Youths forced boy to jump over cliff
VISITORS at a beauty spot near Glasgow watched helplessly as three boys forced a terrified schoolboy to fall 25ft over a cliff and then cheered as their victim plunged on to rocks below, a court heard yesterday.
Details of the ordeal inflicted on the boy were revealed at the High Court in Glasgow yesterday, where the three accused admitted their parts in the assault.
The three teenagers had surrounded the schoolboy and hounded him off the cliff at a spot in the Campsie Fells, nicknamed "Paradise". After the boy fell, one of his pursuers pelted him with stones as he lay injured, his ankles shattered by the fall.
The boy’s ordeal happened on 18 April last year, the court heard.

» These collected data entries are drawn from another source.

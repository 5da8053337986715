use crate::LookupId;

#[derive(Debug, Clone, PartialEq, Eq)]
pub enum Effect {
    /// Resolve the profile and star total for `username`.
    FetchProfile { lookup_id: LookupId, username: String },
    /// Fetch one trivia sentence per count, in `StatKind::ALL` order.
    FetchFacts { lookup_id: LookupId, counts: Vec<u64> },
}
use std::time::Duration;

use reqwest::header::{HeaderMap, HeaderValue, ACCEPT, USER_AGENT};
use url::Url;

use crate::{EngineError, FactFetchMode, TriviaCategory};

pub const DEFAULT_GITHUB_API_BASE: &str = "https://api.github.com";
pub const DEFAULT_NUMBERS_API_BASE: &str = "https://numbersapi.com";
/// GitHub's maximum page size; only one page is ever requested.
pub const REPOS_PER_PAGE: u32 = 100;

#[derive(Debug, Clone)]
pub struct EngineSettings {
    pub github_api_base: String,
    pub numbers_api_base: String,
    pub repos_per_page: u32,
    pub trivia_category: TriviaCategory,
    pub fact_mode: FactFetchMode,
    pub connect_timeout: Duration,
    pub request_timeout: Duration,
    pub user_agent: String,
}

impl Default for EngineSettings {
    fn default() -> Self {
        Self {
            github_api_base: DEFAULT_GITHUB_API_BASE.to_string(),
            numbers_api_base: DEFAULT_NUMBERS_API_BASE.to_string(),
            repos_per_page: REPOS_PER_PAGE,
            trivia_category: TriviaCategory::Math,
            fact_mode: FactFetchMode::Sequential,
            connect_timeout: Duration::from_secs(10),
            request_timeout: Duration::from_secs(30),
            user_agent: concat!("statfacts/", env!("CARGO_PKG_VERSION")).to_string(),
        }
    }
}

impl EngineSettings {
    pub(crate) fn build_client(&self, accept: &'static str) -> Result<reqwest::Client, EngineError> {
        let mut headers = HeaderMap::new();
        headers.insert(ACCEPT, HeaderValue::from_static(accept));
        if let Ok(agent) = HeaderValue::from_str(&self.user_agent) {
            headers.insert(USER_AGENT, agent);
        }

        let client = reqwest::Client::builder()
            .default_headers(headers)
            .connect_timeout(self.connect_timeout)
            .timeout(self.request_timeout)
            .build()?;
        Ok(client)
    }
}

/// Parses a base url so that path segments can be appended to it.
pub(crate) fn parse_base(raw: &str) -> Result<Url, EngineError> {
    let url = Url::parse(raw.trim()).map_err(|err| EngineError::BaseUrl {
        url: raw.to_string(),
        message: err.to_string(),
    })?;
    if url.cannot_be_a_base() {
        return Err(EngineError::BaseUrl {
            url: raw.to_string(),
            message: "not a hierarchical url".to_string(),
        });
    }
    Ok(url)
}

/// Appends `segments` to `base`, escaping each one.
pub(crate) fn join_segments(base: &Url, segments: &[&str]) -> Option<Url> {
    let mut url = base.clone();
    {
        let mut path = url.path_segments_mut().ok()?;
        path.pop_if_empty();
        for segment in segments {
            path.push(segment);
        }
    }
    Some(url)
}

Craig Garlinge, 18, Christopher McGowan, 17, both of Milton of Campsie, and Matthew Duncan, of Kirkintilloch, who was 15 at the time but is now 16, admitted surrounding the boy, striking him repeatedly on the head and body with golf clubs and a baton, and forcing him towards the edge of a cliff, which he fell over, all to his severe injury, danger of life and permanent impairment. In addition, Duncan admitted throwing stones at the boy. For legal reasons, their victim cannot be identified.
Drew McKenzie, prosecuting, told the court that the three youths were among a group of boys who boarded a bus at Lennoxtown on Good Friday for a day out at the waterfall beauty spot in the Campsie Fells.

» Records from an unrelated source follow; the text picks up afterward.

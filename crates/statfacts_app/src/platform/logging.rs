//! Platform logging initialization for the statfacts terminal host.
//!
//! The terminal is the UI, so logs go to `./statfacts.log` unless the config
//! asks for terminal output.

use std::fs::File;
use std::path::PathBuf;

use log::LevelFilter;
use serde::{Deserialize, Serialize};
use simplelog::{
    ColorChoice, CombinedLogger, Config, ConfigBuilder, SharedLogger, TermLogger, TerminalMode,
    WriteLogger,
};

const LOG_FILENAME: &str = "./statfacts.log";

/// Destination for log output.
#[derive(Debug, Clone, Copy, PartialEq, Eq, Serialize, Deserialize, Default)]
pub enum LogDestination {
    /// Write to ./statfacts.log in current directory.
    #[default]
    File,
    /// Write to terminal (stderr for warnings and errors).
    Terminal,
    /// Write to both file and terminal.
    Both,
}

/// Initialize the logger with the specified destination and level.
pub fn initialize(destination: LogDestination, level: LevelFilter) {
    let config = build_config();

    let loggers: Vec<Box<dyn SharedLogger>> = match destination {
        LogDestination::File => {
            if let Some(file_logger) = create_file_logger(level, config) {
                vec![file_logger]
            } else {
                return;
            }
        }
        LogDestination::Terminal => {
            vec![TermLogger::new(
                level,
                config,
                TerminalMode::Mixed,
                ColorChoice::Auto,
            )]
        }
        LogDestination::Both => {
            let mut loggers: Vec<Box<dyn SharedLogger>> = vec![TermLogger::new(
                level,
                config.clone(),
                TerminalMode::Mixed,
                ColorChoice::Auto,
            )];
            if let Some(file_logger) = create_file_logger(level, config) {
                loggers.push(file_logger);
            }
            loggers
        }
    };

    let _ = CombinedLogger::init(loggers);
}

fn build_config() -> Config {
    ConfigBuilder::new()
        .set_time_format_rfc3339()
        .set_target_level(LevelFilter::Error)
        // reqwest and its connection pool are chatty at debug level.
        .add_filter_ignore_str("hyper")
        .add_filter_ignore_str("rustls")
        .build()
}

fn create_file_logger(level: LevelFilter, config: Config) -> Option<Box<WriteLogger<File>>> {
    let log_path = PathBuf::from(LOG_FILENAME);
    match File::create(&log_path) {
        Ok(file) => Some(WriteLogger::new(level, config, file)),
        Err(err) => {
            eprintln!("Warning: Could not create log file at {:?}: {}", log_path, err);
            None
        }
    }
}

Two of the accused were carrying golf clubs and the third was holding a baton. The schoolboy victim had gone to the same spot with two friends, the court heard.
His ordeal began when he was chased down steps to a flat area below a waterfall from where there was a 25ft drop on to rocks. The three boys then repeatedly struck the boy with golf clubs and the baton.

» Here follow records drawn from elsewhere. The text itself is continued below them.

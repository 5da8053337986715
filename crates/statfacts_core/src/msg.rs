#[derive(Debug, Clone, PartialEq, Eq)]
pub enum Msg {
    /// User edited the username input.
    UsernameChanged(String),
    /// User clicked "Generate Facts".
    GenerateClicked,
    /// User clicked "Check another user".
    CheckAnotherClicked,
    /// Engine progress for the profile half of a lookup.
    LookupProgress {
        lookup_id: crate::LookupId,
        stage: crate::Stage,
    },
    /// Engine resolved the profile.
    ProfileLoaded {
        lookup_id: crate::LookupId,
        profile: crate::Profile,
    },
    /// Engine failed to resolve the profile or its repositories.
    ProfileFailed {
        lookup_id: crate::LookupId,
        reason: String,
    },
    /// Engine finished enriching the three statistics.
    FactsLoaded {
        lookup_id: crate::LookupId,
        trivia: crate::StatTrivia,
    },
    /// UI/render tick to coalesce rendering.
    Tick,
    /// Fallback for placeholder wiring.
    NoOp,
}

"The three formed a pincer movement round him, with Garlinge directly in front and McGowan and Duncan at either side. They continued to strike him and forced him backwards towards the waterfall, the boy continually begging them to stop," said Mr McKenzie.
"It must have been obvious to the accused that they were forcing him back into the position where he had nowhere else to go.
"Nonetheless, they continued with the assault and the boy fell off the cliff to the rocks below.
"Witnesses heard them cheering as he fell to the bottom and as they were cheering, Duncan threw stones at him after he had landed. They then ran away."
Mr McKenzie said the incident was witnessed by several people. He added: "They described sitting there horrified at what they viewed.
"They initially thought the boy was dead, but then they heard him crying for help, and, using their mobile phones, were able to contact the police and ambulance service."
Mr McKenzie told how, ambulancemen clambered down the cliff to assist the boy, but because it was going to be too difficult for them to retrieve him, contacted the fire brigade. "Officers had to physically hoist him, back up the cliff to the top."
The victim was in hospital for ten days after an operation to put pins and a plate into his shattered ankles.
He was then in plaster for two and a half months and now walks with a permanent limp. He could give the judge, Ian Simpson, no explanation as to the motive for the attack.
The three accused were traced by police over the remainder of the Easter weekend and all admitted their parts in the incident.
Lawyers defending all three claimed the incident began when the victim and another youth became involved in a confrontation and they joined in. Duncan claimed he thought he had been struck with a golf club by the boy and had also been punched in the mouth by him.
The judge called for reports on all three boys, who are first offenders, and continued the case for sentencing later this month.